BOOK REVIEW
The Gulag Archipelego
Review of "The Gulag Archipelego"
The Gulag Archipelago (Russian: Архипелаг ГУЛАГ, Arkhipelag GULAG) is a book by Aleksandr Solzhenitsyn about the Soviet forced labour camp system.
Review by Hieromonk Seraphim
by Alexander I. Solzhenitsyn; in 3 volumes; Harper & Row, 1974, 1973 and 1978;
from "Orthodox America" http://www.roca.org/OA/21/21h.htm
The discovery of one manuscript of this book in 1973 by the Soviet Secret Police, and its subsequent publication abroad by the author, were the immediate causes of the expulsion of Solzhenitsyn from the Soviet Union the following year. The subject of the book is the Soviet slave-labor system from 1918 to 1936 (the system, of course continues to exist today), based on the author's own 11-year experience of it as well as on information carefully recorded from others who have lived through it. "Gulag" is an acronym for "Chief Administration of Corrective Labor Camps," which is in charge of most of this system, and it is conceived by the author as an "archipelago'' or series of "islands" (camps, prisons, detention centers, etc.) which are spread through the whole of the Russian land like a country within a country. Basically there is nothing new here for anyone who is familiar with the literature on this subject in the free world. The distinction of The Gulag Archipelago is to have presented for the first time the whole panorama and history of this phenomenon, complete with many actual names, dates, and places-and with such literary skill that it is brought to life before the reader in all its hideous reality. Although it is strictly "non-fiction," it is perhaps the most powerful literary work of the 20th century; but even more than this, the book is a major spiritual document of our times.
No human being can read this book without being shocked. But this is no ordinary exposé of "man's inhumanity to man." It is not merely the story of one nation's tragedy. It is not an account of some monstrous "accident" of history, of the "mistakes of the past." Solzhenitsyn writes: "Thanks to ideology, the twentieth century was fated to experience evildoing on a scale calculated in the millions" (Vol.1, p.174).

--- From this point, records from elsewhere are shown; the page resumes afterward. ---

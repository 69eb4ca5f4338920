pub mod constants;
pub mod convert;
pub mod entity;
pub mod model;

// Re-export primary types for convenience.
pub use constants::{COVER_OPEN_THRESHOLD, EXTERNAL_MAX, NATIVE_MAX};
pub use convert::{ScaleError, external_to_native, is_cover_open, native_to_external};
pub use entity::{
    AttributeDelta, AttributeName, AttributeValue, DerivedAttributes, EntityKind, EntityRef,
    EntityState,
};
pub use model::{DeviceKind, DeviceRecord, SceneRecord, is_dimmable};

/// Errors for protocol-level parsing.
#[derive(Debug, Clone, PartialEq, Eq, thiserror::Error)]
pub enum ProtocolError {
    #[error("invalid entity id: {0}")]
    InvalidEntityId(String),

    #[error("unknown entity kind: {0}")]
    UnknownEntityKind(String),
}
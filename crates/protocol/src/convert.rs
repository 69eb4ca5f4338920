//! Conversions between the hub's native scale and the external entity scale.
//!
//! Native levels run 0-100, external brightness runs 0-255. Both directions
//! round half up, are total over their input domain, and round-trip within
//! one external unit.

use crate::constants::{COVER_OPEN_THRESHOLD, EXTERNAL_MAX, NATIVE_MAX};

/// Rejected scale inputs. Out-of-range values are never clamped.
#[derive(Debug, Clone, Copy, PartialEq, Eq, thiserror::Error)]
pub enum ScaleError {
    #[error("brightness {0} outside 0..=255")]
    Brightness(i64),

    #[error("position {0} outside 0..=100")]
    Position(i64),
}

/// Converts an external brightness (0-255) to a native level (0-100).
///
/// `round(brightness * 100 / 255)`.
pub fn external_to_native(brightness: i64) -> Result<u8, ScaleError> {
    if !(0..=i64::from(EXTERNAL_MAX)).contains(&brightness) {
        return Err(ScaleError::Brightness(brightness));
    }
    let max = i64::from(EXTERNAL_MAX);
    let native = (brightness * i64::from(NATIVE_MAX) + max / 2) / max;
    u8::try_from(native).map_err(|_| ScaleError::Brightness(brightness))
}

/// Converts a native level (0-100) to an external brightness (0-255).
///
/// `round(level * 255 / 100)`. Levels above 100 are treated as 100.
pub fn native_to_external(level: u8) -> u8 {
    let level = u32::from(level.min(NATIVE_MAX));
    let max = u32::from(NATIVE_MAX);
    let external = (level * u32::from(EXTERNAL_MAX) + max / 2) / max;
    u8::try_from(external).unwrap_or(EXTERNAL_MAX)
}

/// Validates a cover position on the native 0-100 scale.
pub fn validate_position(position: i64) -> Result<u8, ScaleError> {
    if !(0..=i64::from(NATIVE_MAX)).contains(&position) {
        return Err(ScaleError::Position(position));
    }
    u8::try_from(position).map_err(|_| ScaleError::Position(position))
}

/// Returns true if a cover at `position` counts as OPEN.
pub fn is_cover_open(position: u8) -> bool {
    position >= COVER_OPEN_THRESHOLD
}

But what monstrous ideology can be responsible for such an historical "experiment" as the Soviet slave-labor system, the likes of which has not been seen in all the world's history of terrorism?

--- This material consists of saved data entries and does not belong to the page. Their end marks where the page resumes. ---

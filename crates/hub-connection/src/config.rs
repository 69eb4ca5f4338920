//! Bridge configuration file.
//!
//! Lives at `<config dir>/caseta-bridge/config.json`:
//!
//! ```json
//! {
//!   "hubs": [{ "identifier": "0123ABCD", "address": "192.168.1.40", "name": "Smart Bridge" }],
//!   "supervisor": { "connectTimeoutSecs": 15, "retry": { "initialDelaySecs": 5 } }
//! }
//! ```

use std::path::{Path, PathBuf};
use std::time::{Duration, SystemTime, UNIX_EPOCH};

use serde::{Deserialize, Serialize};
use tracing::{debug, warn};

use crate::types::{HubCredentials, HubIdentity};

/// Shortest retry delay worth configuring against a real hub.
pub const RECOMMENDED_MIN_DELAY_SECS: u64 = 5;

/// Errors loading or saving configuration.
#[derive(Debug, thiserror::Error)]
pub enum ConfigError {
    #[error("I/O error: {0}")]
    Io(#[from] std::io::Error),

    #[error("JSON error: {0}")]
    Json(#[from] serde_json::Error),

    #[error("no config directory available")]
    NoConfigDir,
}

/// Top-level configuration.
#[derive(Debug, Clone, Default, PartialEq, Serialize, Deserialize)]
#[serde(default, rename_all = "camelCase")]
pub struct BridgeConfig {
    pub hubs: Vec<HubEntry>,
    pub supervisor: SupervisorConfig,
}

/// A paired hub as written by the setup flow.
#[derive(Debug, Clone, PartialEq, Eq, Serialize, Deserialize)]
#[serde(rename_all = "camelCase")]
pub struct HubEntry {
    pub identifier: String,
    pub address: String,
    #[serde(default)]
    pub name: String,
    #[serde(default, skip_serializing_if = "Option::is_none")]
    pub model: Option<String>,
}

impl HubEntry {
    pub fn identity(&self, credentials: Option<HubCredentials>) -> HubIdentity {
        HubIdentity {
            identifier: self.identifier.clone(),
            address: self.address.clone(),
            name: if self.name.is_empty() {
                self.identifier.clone()
            } else {
                self.name.clone()
            },
            model: self.model.clone(),
            credentials,
        }
    }
}

/// Per-hub supervisor tuning.
#[derive(Debug, Clone, PartialEq, Serialize, Deserialize)]
#[serde(default, rename_all = "camelCase")]
pub struct SupervisorConfig {
    pub connect_timeout_secs: u64,
    pub watchdog_interval_secs: u64,
    pub retry: RetryConfig,
}

impl Default for SupervisorConfig {
    fn default() -> Self {
        Self {
            connect_timeout_secs: 15,
            watchdog_interval_secs: 30,
            retry: RetryConfig::default(),
        }
    }
}

impl SupervisorConfig {
    pub fn connect_timeout(&self) -> Duration {
        Duration::from_secs(self.connect_timeout_secs.max(1))
    }

    pub fn watchdog_interval(&self) -> Duration {
        Duration::from_secs(self.watchdog_interval_secs.max(1))
    }
}

/// Reconnect backoff.
#[derive(Debug, Clone, PartialEq, Serialize, Deserialize)]
#[serde(default, rename_all = "camelCase")]
pub struct RetryConfig {
    /// First delay, and the floor for every later one.
    pub initial_delay_secs: u64,
    /// Backoff cap.
    pub max_delay_secs: u64,
    /// Multiplier for each subsequent attempt.
    pub backoff_factor: f64,
    /// Upward-only jitter as a fraction of the delay (0.1 = up to +10%).
    pub jitter: f64,
    /// Give up after this many retries. `None` retries forever.
    #[serde(skip_serializing_if = "Option::is_none")]
    pub max_attempts: Option<u32>,
}

impl Default for RetryConfig {
    fn default() -> Self {
        Self {
            initial_delay_secs: RECOMMENDED_MIN_DELAY_SECS,
            max_delay_secs: 60,
            backoff_factor: 2.0,
            jitter: 0.1,
            max_attempts: None,
        }
    }
}

impl RetryConfig {
    /// Delay before retry `attempt` (1-based).
    ///
    /// Exponential from `initial_delay_secs`, capped at `max_delay_secs`,
    /// never below `initial_delay_secs` nor below one second.
    pub fn delay_for_attempt(&self, attempt: u32) -> Duration {
        let initial = self.initial_delay_secs.max(1) as f64;
        let max = (self.max_delay_secs as f64).max(initial);
        let exp = attempt.saturating_sub(1).min(63) as i32;
        let base = (initial * self.backoff_factor.max(1.0).powi(exp)).min(max);

        let fraction = f64::from(
            SystemTime::now()
                .duration_since(UNIX_EPOCH)
                .unwrap_or_default()
                .subsec_nanos(),
        ) / 1_000_000_000.0; // [0.0, 1.0)
        let jittered = base * (1.0 + self.jitter.clamp(0.0, 1.0) * fraction);

        Duration::from_secs_f64(jittered.min(max).max(initial))
    }
}

impl BridgeConfig {
    /// Loads from the default path. A missing file yields the defaults.
    pub fn load() -> Result<Self, ConfigError> {
        let path = default_config_path().ok_or(ConfigError::NoConfigDir)?;
        Self::load_from(&path)
    }

    pub fn load_from(path: &Path) -> Result<Self, ConfigError> {
        if !path.exists() {
            debug!(path = %path.display(), "no config file, using defaults");
            return Ok(Self::default());
        }
        let data = std::fs::read_to_string(path)?;
        let config: BridgeConfig = serde_json::from_str(&data)?;
        if config.supervisor.retry.initial_delay_secs < RECOMMENDED_MIN_DELAY_SECS {
            warn!(
                initial_delay_secs = config.supervisor.retry.initial_delay_secs,
                "retry delay below {RECOMMENDED_MIN_DELAY_SECS}s may flood the hub"
            );
        }
        debug!(path = %path.display(), hubs = config.hubs.len(), "loaded config");
        Ok(config)
    }

    pub fn save(&self) -> Result<(), ConfigError> {
        let path = default_config_path().ok_or(ConfigError::NoConfigDir)?;
        self.save_to(&path)
    }

    pub fn save_to(&self, path: &Path) -> Result<(), ConfigError> {
        if let Some(parent) = path.parent() {
            std::fs::create_dir_all(parent)?;
        }
        let json = serde_json::to_string_pretty(self)?;
        std::fs::write(path, json)?;
        set_permissions_0600(path);
        Ok(())
    }

    pub fn hub(&self, identifier: &str) -> Option<&HubEntry> {
        self.hubs.iter().find(|h| h.identifier == identifier)
    }
}

/// Returns `<config dir>/caseta-bridge/config.json`.
pub fn default_config_path() -> Option<PathBuf> {
    config_dir().map(|d| d.join("caseta-bridge").join("config.json"))
}

/// Returns the platform-specific config directory.
pub(crate) fn config_dir() -> Option<PathBuf> {
    #[cfg(target_os = "linux")]
    {
        std::env::var("XDG_CONFIG_HOME")
            .ok()
            .map(PathBuf::from)
            .or_else(|| {
                std::env::var("HOME")
                    .ok()
                    .map(|h| PathBuf::from(h).join(".config"))
            })
    }

    #[cfg(target_os = "windows")]
    {
        std::env::var("APPDATA").ok().map(PathBuf::from)
    }

    #[cfg(not(any(target_os = "linux", target_os = "windows")))]
    {
        std::env::var("HOME")
            .ok()
            .map(|h| PathBuf::from(h).join(".config"))
    }
}

/// Restricts a file to owner read/write (no-op off unix).
pub(crate) fn set_permissions_0600(path: &Path) {
    #[cfg(unix)]
    {
        use std::os::unix::fs::PermissionsExt;
        if let Err(e) = std::fs::set_permissions(path, std::fs::Permissions::from_mode(0o600)) {
            warn!(path = %path.display(), error = %e, "failed to restrict permissions");
        }
    }
    #[cfg(not(unix))]
    let _ = path;
}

One of the 19th-century thinkers most in tune with the spirit of modern times, Friedrich Nietzche, proclaimed himself the prophet of Nihilism, which he defined as the belief that "God is dead," that "there is no truth; the highest values are losing their value. There is no goal. There is no answer to the question: 'why?"' And he accurately described the consequences of this belief: "We have killed God, you and I! We are all His murderers! Is not the magnitude of this deed too great for us? Shall we not ourselves have to create gods, merely to seem worthy of it?" And again: "If there is no truth, everything is permitted." He declared:
"What I am describing is the history of the 20th century, the triumph of Nihilism."
This is the "ideology" of 20th-century man, the self-made god, and The Gulag Archipelago is the history of this 'triumph of Nihilism' by one who has lived through it. Given the spiritual state of the contemporary world, it is inevitable that a Soviet-type Nihilism sooner or later will swallow up the whole world; where is there a power to op pose it?...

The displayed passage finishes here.